• **Problem details**
Going through the data below, please show each line containing the string "totalizer".

Items from a dataset
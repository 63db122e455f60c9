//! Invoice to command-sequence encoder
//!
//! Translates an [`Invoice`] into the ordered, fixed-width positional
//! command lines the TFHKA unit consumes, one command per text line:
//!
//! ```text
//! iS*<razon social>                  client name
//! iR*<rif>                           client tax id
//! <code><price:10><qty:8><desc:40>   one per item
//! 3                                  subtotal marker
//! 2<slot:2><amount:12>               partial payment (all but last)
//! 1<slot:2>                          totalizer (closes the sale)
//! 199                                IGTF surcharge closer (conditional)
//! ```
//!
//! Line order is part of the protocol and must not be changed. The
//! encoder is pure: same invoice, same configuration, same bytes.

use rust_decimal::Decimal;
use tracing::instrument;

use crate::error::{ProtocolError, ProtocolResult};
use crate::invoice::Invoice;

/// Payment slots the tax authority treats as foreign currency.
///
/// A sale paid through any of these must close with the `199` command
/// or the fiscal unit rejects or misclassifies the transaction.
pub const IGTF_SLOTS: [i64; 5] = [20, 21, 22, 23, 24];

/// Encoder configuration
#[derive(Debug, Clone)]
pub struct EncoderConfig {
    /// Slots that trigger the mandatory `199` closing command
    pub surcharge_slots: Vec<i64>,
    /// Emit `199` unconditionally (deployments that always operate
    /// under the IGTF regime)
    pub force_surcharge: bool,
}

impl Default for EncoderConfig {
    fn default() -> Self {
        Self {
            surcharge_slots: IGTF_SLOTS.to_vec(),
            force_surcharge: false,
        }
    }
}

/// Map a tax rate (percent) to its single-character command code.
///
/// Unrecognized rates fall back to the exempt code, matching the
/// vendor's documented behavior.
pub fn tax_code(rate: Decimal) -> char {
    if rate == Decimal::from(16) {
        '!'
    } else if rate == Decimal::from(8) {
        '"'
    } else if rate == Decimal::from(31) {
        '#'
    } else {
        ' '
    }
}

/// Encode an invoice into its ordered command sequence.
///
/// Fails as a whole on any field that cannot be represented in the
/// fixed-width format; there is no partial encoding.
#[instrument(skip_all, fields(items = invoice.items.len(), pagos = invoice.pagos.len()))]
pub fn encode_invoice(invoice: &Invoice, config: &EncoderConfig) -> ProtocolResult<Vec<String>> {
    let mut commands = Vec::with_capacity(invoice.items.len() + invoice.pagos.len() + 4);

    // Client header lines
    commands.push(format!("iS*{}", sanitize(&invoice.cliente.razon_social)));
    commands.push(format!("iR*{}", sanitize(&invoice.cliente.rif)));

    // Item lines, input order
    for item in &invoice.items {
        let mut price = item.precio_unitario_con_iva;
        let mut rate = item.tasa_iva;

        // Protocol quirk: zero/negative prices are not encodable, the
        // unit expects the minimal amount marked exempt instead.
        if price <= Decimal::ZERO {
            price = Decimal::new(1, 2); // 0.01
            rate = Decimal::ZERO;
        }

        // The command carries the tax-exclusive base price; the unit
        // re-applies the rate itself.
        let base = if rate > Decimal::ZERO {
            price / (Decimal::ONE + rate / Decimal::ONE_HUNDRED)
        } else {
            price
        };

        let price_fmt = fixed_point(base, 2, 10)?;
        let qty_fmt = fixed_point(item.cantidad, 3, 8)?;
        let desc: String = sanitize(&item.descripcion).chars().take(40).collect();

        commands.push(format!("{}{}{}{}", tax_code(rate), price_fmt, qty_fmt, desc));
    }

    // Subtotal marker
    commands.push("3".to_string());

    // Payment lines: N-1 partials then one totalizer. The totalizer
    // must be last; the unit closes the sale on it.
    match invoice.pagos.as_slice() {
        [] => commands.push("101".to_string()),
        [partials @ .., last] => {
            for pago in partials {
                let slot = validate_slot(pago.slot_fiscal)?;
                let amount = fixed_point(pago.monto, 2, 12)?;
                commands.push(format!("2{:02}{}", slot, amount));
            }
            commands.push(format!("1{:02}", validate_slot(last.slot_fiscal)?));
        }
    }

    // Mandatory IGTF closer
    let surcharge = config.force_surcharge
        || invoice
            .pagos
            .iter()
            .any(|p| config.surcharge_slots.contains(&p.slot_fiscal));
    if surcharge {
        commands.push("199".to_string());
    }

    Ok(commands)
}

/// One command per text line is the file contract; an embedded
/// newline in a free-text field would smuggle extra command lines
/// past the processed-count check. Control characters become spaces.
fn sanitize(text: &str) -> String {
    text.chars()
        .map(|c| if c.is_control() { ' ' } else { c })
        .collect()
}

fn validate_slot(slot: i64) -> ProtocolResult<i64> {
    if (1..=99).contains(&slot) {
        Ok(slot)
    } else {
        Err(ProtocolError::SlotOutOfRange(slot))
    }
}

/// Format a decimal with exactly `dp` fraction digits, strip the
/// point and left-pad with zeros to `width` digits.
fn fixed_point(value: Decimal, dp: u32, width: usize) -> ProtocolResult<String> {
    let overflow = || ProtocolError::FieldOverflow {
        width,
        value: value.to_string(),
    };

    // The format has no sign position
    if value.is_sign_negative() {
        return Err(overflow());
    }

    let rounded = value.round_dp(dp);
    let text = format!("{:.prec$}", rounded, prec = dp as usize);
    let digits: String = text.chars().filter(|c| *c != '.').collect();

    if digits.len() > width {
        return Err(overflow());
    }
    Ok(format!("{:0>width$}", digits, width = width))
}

• **Answer below**
//! 1<slot:2>                          totalizer (closes the sale)
    // Payment lines: N-1 partials then one totalizer. The totalizer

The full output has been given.